Его лицо передергивается. Невольное проявление беспокойства и отвращения.
— Она взяла мои фисташки, — говорю я, но думаю совсем не о зеленоватых орешках. Я думаю о том, что сказала Джина.
— Пошли поедим? — предлагает Джонз.
Я моргаю.
— Что-то не хочется... Я плохо спала.
— С каких это пор утомление стало влиять на твой аппетит?
— С тех пор, как Джина явилась ко мне беременная, — бормочу я.
В его мозгу разом вскипают два чувства. Я ощущаю это, хотя выражение его лица совсем не меняется. Первое — это удивление. Второе... Это смесь грусти с тревогой и с небольшой порцией ревности. Потому, что я опять не впустила его в свой мир.
Я с повышенным вниманием рассматриваю степлер на своем столе.
— Могу предположить, что она была уже далеко от Хоува, когда позвонила тебе, — говорит он.

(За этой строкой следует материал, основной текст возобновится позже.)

// SPDX-License-Identifier: MIT

//! Session lifecycle front door
//!
//! Creates sessions, resumes them with or without a human decision, terminates
//! and recovers them. At most one driver runs a given session at a time; a
//! second caller is turned away instead of queued.

use crate::wayfarer::persistence::{
    Checkpoint, CheckpointStore, LoadedCheckpoint, ResumableSession,
};
use crate::wayfarer::session::model::{Session, SessionStatus};
use crate::wayfarer::workflow::graph::{
    CompiledGraph, EngineLimits, WorkflowEngine, END, TERMINATE,
};
use crate::wayfarer::workflow::state::HumanDecision;
use crate::wdk::error::{Result, WayfarerError};
use std::collections::HashMap;
use std::sync::{Arc, Mutex, PoisonError};
use tokio_util::sync::CancellationToken;
use uuid::Uuid;

type RunningMap = Arc<Mutex<HashMap<String, CancellationToken>>>;

/// Exclusive right to drive one session; released on drop
struct DriveLease {
    session_id: String,
    token: CancellationToken,
    running: RunningMap,
}

impl DriveLease {
    fn acquire(running: &RunningMap, session_id: &str) -> Result<Self> {
        let mut map = running.lock().unwrap_or_else(PoisonError::into_inner);
        if map.contains_key(session_id) {
            return Err(WayfarerError::session_state(format!(
                "session {} is already being driven",
                session_id
            )));
        }
        let token = CancellationToken::new();
        map.insert(session_id.to_string(), token.clone());
        Ok(Self {
            session_id: session_id.to_string(),
            token,
            running: Arc::clone(running),
        })
    }
}

impl Drop for DriveLease {
    fn drop(&mut self) {
        let mut map = self.running.lock().unwrap_or_else(PoisonError::into_inner);
        map.remove(&self.session_id);
    }
}

/// Owns the engine and the store for one compiled graph
pub struct SessionManager {
    engine: WorkflowEngine,
    store: Arc<dyn CheckpointStore>,
    running: RunningMap,
}

impl SessionManager {
    pub fn new(
        graph: Arc<CompiledGraph>,
        store: Arc<dyn CheckpointStore>,
        limits: EngineLimits,
    ) -> Self {
        Self {
            engine: WorkflowEngine::new(graph, Arc::clone(&store), limits),
            store,
            running: Arc::new(Mutex::new(HashMap::new())),
        }
    }

    pub fn engine(&self) -> &WorkflowEngine {
        &self.engine
    }

    /// Start a session: step 0 holds the initial state and points at the entry node
    pub async fn create_session(&self, query: &str) -> Result<String> {
        let graph = self.engine.graph();
        let session_id = Uuid::new_v4().to_string();
        let state = graph.initial_state(query)?;
        let session = Session::new(session_id.clone(), query);
        let initial = Checkpoint::new(session_id.clone(), 0, graph.entry(), state);

        self.store.create_session(&session, &initial).await?;
        log::info!(
            "Created session {} on graph '{}' at '{}'",
            session_id,
            graph.name(),
            graph.entry()
        );
        Ok(session_id)
    }

    /// Execute exactly one node
    pub async fn step(&self, session_id: &str) -> Result<SessionStatus> {
        let lease = DriveLease::acquire(&self.running, session_id)?;
        self.engine.step(session_id, &lease.token).await
    }

    /// Drive an active session until it stops being active
    pub async fn run(&self, session_id: &str) -> Result<SessionStatus> {
        let lease = DriveLease::acquire(&self.running, session_id)?;
        self.engine.run(session_id, &lease.token).await
    }

    /// Continue a session from its latest checkpoint.
    ///
    /// A suspended session needs a decision; an active one must not get one.
    pub async fn resume(
        &self,
        session_id: &str,
        decision: Option<HumanDecision>,
    ) -> Result<SessionStatus> {
        let lease = DriveLease::acquire(&self.running, session_id)?;
        let status = self.store.load_latest(session_id).await?.session.status;

        match (status, decision) {
            (SessionStatus::SuspendedForHuman, Some(decision))
                if decision != HumanDecision::None =>
            {
                self.engine.apply_decision(session_id, decision).await?;
            }
            (SessionStatus::SuspendedForHuman, _) => {
                return Err(WayfarerError::session_state(format!(
                    "session {} is waiting for a decision (accept, keep or terminate)",
                    session_id
                )));
            }
            (SessionStatus::Active, None) => {}
            (SessionStatus::Active, Some(decision)) => {
                return Err(WayfarerError::session_state(format!(
                    "session {} is not waiting for a decision, got '{}'",
                    session_id, decision
                )));
            }
            (other, _) => {
                return Err(WayfarerError::session_state(format!(
                    "session {} is {} and cannot be resumed",
                    session_id, other
                )));
            }
        }

        log::info!("Resuming session {}", session_id);
        self.engine.run(session_id, &lease.token).await
    }

    /// Stop a session.
    ///
    /// A running driver is cancelled and stops at its next step boundary.
    /// Otherwise an active or suspended session is marked terminated at once.
    pub async fn terminate(&self, session_id: &str) -> Result<()> {
        let running = {
            let map = self.running.lock().unwrap_or_else(PoisonError::into_inner);
            map.get(session_id).cloned()
        };
        if let Some(token) = running {
            log::info!("Cancelling running session {}", session_id);
            token.cancel();
            return Ok(());
        }

        let _lease = DriveLease::acquire(&self.running, session_id)?;
        let status = self.store.load_latest(session_id).await?.session.status;
        if !status.can_transition_to(SessionStatus::Terminated) {
            return Err(WayfarerError::session_state(format!(
                "session {} is {} and cannot be terminated",
                session_id, status
            )));
        }
        self.store
            .set_status(session_id, SessionStatus::Terminated)
            .await?;
        log::info!("Terminated session {}", session_id);
        Ok(())
    }

    pub async fn list_resumable(&self) -> Result<Vec<ResumableSession>> {
        self.store.list_resumable().await
    }

    /// Latest checkpoint and session record
    pub async fn inspect(&self, session_id: &str) -> Result<LoadedCheckpoint> {
        self.store.load_latest(session_id).await
    }

    /// Restart a failed session from one of its checkpoints.
    ///
    /// The chosen checkpoint (the latest when `step` is `None`) is copied
    /// forward as a new checkpoint and the session becomes active; history is
    /// never rewritten. Returns the new step number.
    pub async fn recover(&self, session_id: &str, step: Option<u64>) -> Result<u64> {
        let _lease = DriveLease::acquire(&self.running, session_id)?;
        let latest = self.store.load_latest(session_id).await?;
        if !latest.session.status.can_recover() {
            return Err(WayfarerError::session_state(format!(
                "session {} is {}; only failed sessions can be recovered",
                session_id, latest.session.status
            )));
        }

        let source = match step {
            Some(step) if step != latest.checkpoint.step_seq => {
                self.store.load_at(session_id, step).await?
            }
            _ => latest.checkpoint.clone(),
        };
        if source.next_node_id == END || source.next_node_id == TERMINATE {
            return Err(WayfarerError::session_state(format!(
                "checkpoint {} of session {} has no node left to run",
                source.step_seq, session_id
            )));
        }

        let copy = latest
            .checkpoint
            .successor(source.next_node_id.clone(), source.state.clone());
        self.store.save(&copy, SessionStatus::Active).await?;
        log::warn!(
            "Recovered session {} from step {} as step {}, next '{}'",
            session_id,
            source.step_seq,
            copy.step_seq,
            copy.next_node_id
        );
        Ok(copy.step_seq)
    }
}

— Да, она была в Джолиете, — отвечаю я.
— А что насчет ее беременности?
— Она привезла папашу на буксире.
— А, этот таинственный Дилен.
Я киваю.
— Ну пошли, — говорит он. — Поешь, и будет лучше.
— Лучше не будет.
Почему я не ухожу, ведь ноги же у меня есть? Почему не могу перестать быть скворцом и начать новую жизнь? Например, жизнь одинокой перелетной птицы? Звучит неплохо. Я бы парила над лесами и пела что-нибудь красивое... Одна. Гордая. Свободная. Без этих птичьих разборок, без ссор из-за пустяков, без песен, звучащих на манер сломанного аккордеона, без злости и раздражения. И никакой памяти о коллективном бессознательном. Никакого сращения. Никаких сиамских близнецов.
Была бы только я.
Может, дорогая, ты просто не умеешь ходить?
Я смотрю вниз, на свой письменный стол, и вижу побелевшие костяшки, проступившие на пальцах. Я постепенно, очень осторожно ослабляю хватку и отпускаю крышку стола.
— Нет, — говорю, — я не моя мать.
Брови Джоны исчезают под волосами.
— Никто этого и не говорит.
Джина говорила.
И я говорила.
Я надеваю пальто и оставляю свои мысли. Я устала. Уйти можно и завтра. Маньяна. Завтра никуда не денется.
Закутанные до самых глаз, мы направляемся к киоску с хот-догами на углу.